Certain Meaningful Use (MU) requirements allow EPs to perform the actions after their EHR reporting period. This has helped many meet MU.

Your CEHRT is likely not setup to include these allowed actions that occurred outside the EP's chosen 90-day reporting period. We suggest contacting your EHR vendor, providing them with this information and discussing it with them. Many providers have been able to achieve meaningful use using this information!

REPORTING PERIODS:

The MU (Meaningful Use) EHR reporting period remains as an EP selected 90-day period for Program Years 2017 (accepting attestations until 6/30/18) and 2018 (not yet available).

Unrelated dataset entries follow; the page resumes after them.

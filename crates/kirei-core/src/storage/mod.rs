//! Persistence layer
//!
//! SQLite connection handling shared by the knowledge collections.

mod database;

pub use database::{Database, SharedDatabase};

Modified Stage 2 has certain objectives which allow EPs to include actions that can occurred outside the EP's selected 90-day MU reporting period. This means EPs choose their 90-day CEHRT meaningful use data reporting period but calculation options for challenging objectives (secure messaging and patient use of a portal etc.) allow EPs to include patient actions that happened outside that 90-day period in the numerators while keeping the denominator data the same!  Many providers are not aware of these allowances and when used, may allow them to meet the threshold percentages! Below, we identify important considerations (for example: you can count patients that opt-out of electronic access in the numerator) when making your calculations. If you have difficulty with meeting a measure, choose a different 90-day period and review your patient actions for the entire year. You may need to consult with your vendor or EHR report documentation to establish this. The additional allowed actions may need to be manually added to your EHR report data if your EHR report is unable to include these actions. You need to retain documentation to support your calculations.

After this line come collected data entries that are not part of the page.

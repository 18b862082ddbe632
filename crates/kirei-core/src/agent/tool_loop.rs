//! Model ⇄ tool loop
//!
//! Each iteration streams one model step. Text deltas are emitted as they
//! arrive; the finished step is emitted as a `model` update. Requested tools
//! run through the registry in call order, each result emitted as a `tools`
//! update, and the loop goes around again. A step without tool calls ends the
//! turn.

use std::sync::Arc;

use anyhow::Result;
use async_trait::async_trait;
use dashmap::DashMap;
use futures::StreamExt;
use tokio::sync::mpsc;
use tokio_stream::wrappers::ReceiverStream;
use tokio_util::sync::CancellationToken;
use tracing::{debug, info, warn};

use super::prompt::SYSTEM_PROMPT;
use super::trace::{ai_message, tool_message, RawTraceItem};
use super::types::{Content, ModelMessage, Role, StreamEvent, ToolCall};
use super::{AgentRunner, ChatModel, RawTraceStream};
use crate::constants::ai::{MAX_ITERATIONS, MODEL_NODE, TOOLS_NODE};
use crate::constants::server::STREAM_CHANNEL_BUFFER;
use crate::error::Cancelled;
use crate::tools::{ToolContext, ToolDefinition, ToolError, ToolRegistry, ToolResult};

type TraceSender = mpsc::Sender<Result<RawTraceItem>>;

/// Agent that alternates model steps and tool calls until the model answers.
///
/// Conversation history is kept in memory per thread id and only updated
/// once a turn completes.
#[derive(Clone)]
pub struct ToolLoopAgent {
    model: Arc<dyn ChatModel>,
    tools: Arc<ToolRegistry>,
    system_prompt: Arc<str>,
    max_iterations: usize,
    history: Arc<DashMap<String, Vec<ModelMessage>>>,
}

#[derive(Default)]
struct ModelStep {
    text: String,
    tool_calls: Vec<ToolCall>,
    stop_reason: Option<String>,
}

impl ModelStep {
    fn into_message(self) -> Option<ModelMessage> {
        let mut content = Vec::new();
        if !self.text.is_empty() {
            content.push(Content::Text { text: self.text });
        }
        content.extend(self.tool_calls.into_iter().map(|call| Content::ToolUse {
            id: call.id,
            name: call.name,
            input: call.input,
        }));
        if content.is_empty() {
            return None;
        }
        Some(ModelMessage {
            role: Role::Assistant,
            content,
        })
    }
}

async fn emit(sink: Option<&TraceSender>, item: RawTraceItem) -> Result<()> {
    match sink {
        Some(tx) => tx
            .send(Ok(item))
            .await
            .map_err(|_| anyhow::Error::new(Cancelled)),
        None => Ok(()),
    }
}

impl ToolLoopAgent {
    pub fn new(model: Arc<dyn ChatModel>, tools: Arc<ToolRegistry>) -> Self {
        Self {
            model,
            tools,
            system_prompt: Arc::from(SYSTEM_PROMPT),
            max_iterations: MAX_ITERATIONS,
            history: Arc::new(DashMap::new()),
        }
    }

    pub fn with_max_iterations(mut self, max_iterations: usize) -> Self {
        self.max_iterations = max_iterations;
        self
    }

    /// Number of stored messages for a thread
    pub fn history_len(&self, thread_id: &str) -> usize {
        self.history.get(thread_id).map(|h| h.len()).unwrap_or(0)
    }

    async fn run_turn(
        &self,
        input: &str,
        thread_id: &str,
        cancel: &CancellationToken,
        sink: Option<&TraceSender>,
    ) -> Result<String> {
        let mut messages = self
            .history
            .get(thread_id)
            .map(|h| h.value().clone())
            .unwrap_or_default();
        messages.push(ModelMessage::user_text(input));

        let tools = self.tools.definitions().await;
        let ctx = ToolContext::new(thread_id, cancel.clone());

        for iteration in 0..self.max_iterations {
            let step = self.model_step(&messages, &tools, sink).await?;
            debug!(
                thread_id = %thread_id,
                iteration,
                tool_calls = step.tool_calls.len(),
                stop_reason = ?step.stop_reason,
                "Model step finished"
            );

            emit(
                sink,
                RawTraceItem::step(MODEL_NODE, ai_message(&step.text, &step.tool_calls)),
            )
            .await?;

            let text = step.text.clone();
            let calls = step.tool_calls.clone();
            if let Some(message) = step.into_message() {
                messages.push(message);
            }

            if calls.is_empty() {
                self.history.insert(thread_id.to_string(), messages);
                info!(thread_id = %thread_id, iterations = iteration + 1, "Agent turn complete");
                return Ok(text);
            }

            let mut results = Vec::with_capacity(calls.len());
            for call in calls {
                let result = self.run_tool(&call, &ctx).await?;
                emit(
                    sink,
                    RawTraceItem::step(
                        TOOLS_NODE,
                        tool_message(&call.name, &result.output, &call.id),
                    ),
                )
                .await?;
                results.push(Content::ToolResult {
                    tool_use_id: call.id,
                    content: result.output,
                    is_error: result.is_error,
                });
            }
            messages.push(ModelMessage {
                role: Role::User,
                content: results,
            });
        }

        warn!(thread_id = %thread_id, max = self.max_iterations, "Agent hit iteration limit");
        anyhow::bail!(
            "Agent stopped after {} iterations without a final answer",
            self.max_iterations
        )
    }

    async fn model_step(
        &self,
        messages: &[ModelMessage],
        tools: &[ToolDefinition],
        sink: Option<&TraceSender>,
    ) -> Result<ModelStep> {
        let mut events = self
            .model
            .stream_step(&self.system_prompt, messages, tools)
            .await?;
        let mut step = ModelStep::default();

        while let Some(event) = events.next().await {
            match event? {
                StreamEvent::TextDelta(text) => {
                    if text.is_empty() {
                        continue;
                    }
                    step.text.push_str(&text);
                    emit(sink, RawTraceItem::text_chunk(text)).await?;
                }
                StreamEvent::ToolCall(call) => step.tool_calls.push(call),
                StreamEvent::Stop { reason } => {
                    step.stop_reason = reason;
                    return Ok(step);
                }
            }
        }
        anyhow::bail!("Model stream ended before the message was complete")
    }

    async fn run_tool(&self, call: &ToolCall, ctx: &ToolContext) -> Result<ToolResult> {
        match self
            .tools
            .execute(&call.name, call.input.clone(), ctx)
            .await
        {
            Ok(result) => Ok(result),
            Err(ToolError::NotFound(name)) => {
                warn!(tool = %name, "Model requested unknown tool");
                Ok(ToolResult::error_with_code(
                    "unknown_tool",
                    format!("Unknown tool: {}", name),
                ))
            }
            Err(ToolError::Cancelled) => Err(Cancelled.into()),
        }
    }
}

#[async_trait]
impl AgentRunner for ToolLoopAgent {
    async fn invoke(
        &self,
        input: &str,
        thread_id: &str,
        cancel: CancellationToken,
    ) -> Result<String> {
        tokio::select! {
            biased;
            _ = cancel.cancelled() => Err(Cancelled.into()),
            result = self.run_turn(input, thread_id, &cancel, None) => result,
        }
    }

    fn stream(
        &self,
        input: String,
        thread_id: String,
        cancel: CancellationToken,
    ) -> RawTraceStream {
        let (tx, rx) = mpsc::channel(STREAM_CHANNEL_BUFFER);
        let agent = self.clone();

        tokio::spawn(async move {
            let result = tokio::select! {
                biased;
                _ = cancel.cancelled() => {
                    debug!(thread_id = %thread_id, "Agent turn cancelled");
                    return;
                }
                _ = tx.closed() => {
                    debug!(thread_id = %thread_id, "Trace receiver dropped, abandoning turn");
                    return;
                }
                result = agent.run_turn(&input, &thread_id, &cancel, Some(&tx)) => result,
            };

            if let Err(e) = result {
                if e.is::<Cancelled>() {
                    debug!(thread_id = %thread_id, "Agent turn stopped");
                    return;
                }
                let _ = tx.send(Err(e)).await;
            }
        });

        Box::pin(ReceiverStream::new(rx))
    }
}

 How to calculate for the specific Objectives listed below:

  •  Numerator (top number): You should include the total number of actions in the numerator that occurred during your EHR reporting period and any other actions that are allowable as specified in the Objectives below. Including the allowable actions should increase your percentages (if it isn’t, please contact 803-898-2996).
  •  Denominator (bottom number): Number of unique patients(or for Obj. 5 the number of transitions of care or referrals…) seen by the EP during their selected 90-day reporting period ONLY. A unique patient is counted only once in the Denominator, regardless of how many actions/ visits/ etc. relate to them in the numerator (you may count each action in the numerator for the same unique patient).
     

Only the following Objectives for Modified Stage 2 have these allowances as specified below. By clicking the blue links, the entire allowances and explanations can be found under the ‘Additional Information’ section for reference.

It is acceptable for the annual review of the security risk analysis to be conducted outside the 90-day MU reporting period; however, the analysis must be unique for each program year and must be conducted prior to submission of the attestation.

This exchange may occur before, during, or after the 90-day MU reporting period. However, it must occur within the calendar year in which the EHR reporting period occurs to be included in the numerator.

This exchange may occur before, during, or after the 90-day MU reporting period. However, it must occur no earlier than the start of the same calendar year as the EHR reporting period and no later than the date of attestation to count in the numerator. IF YOU ARE HAVING TROUBLE MEETING OBJECTIVE SIX, YOU STILL HAVE TIME TO PROVIDE MATERIALS TO PATIENTS SEEN DURING THE EHR REPORTING PERIOD UP UNTIL YOU SUBMIT YOUR ATTESTATION! THESE ACTIONS WILL COUNT IN THE NUMERATOR even though they happened later.

For Measure 2, the patient action may occur before, during, or after the 90-day MU reporting period. However, it must occur within the calendar year in which the MU reporting period occurs to count in the numerator.

Also, be aware regarding Patient Electronic Access:

If a patient elects to "opt out" of participation, that patient must still be included in the denominator.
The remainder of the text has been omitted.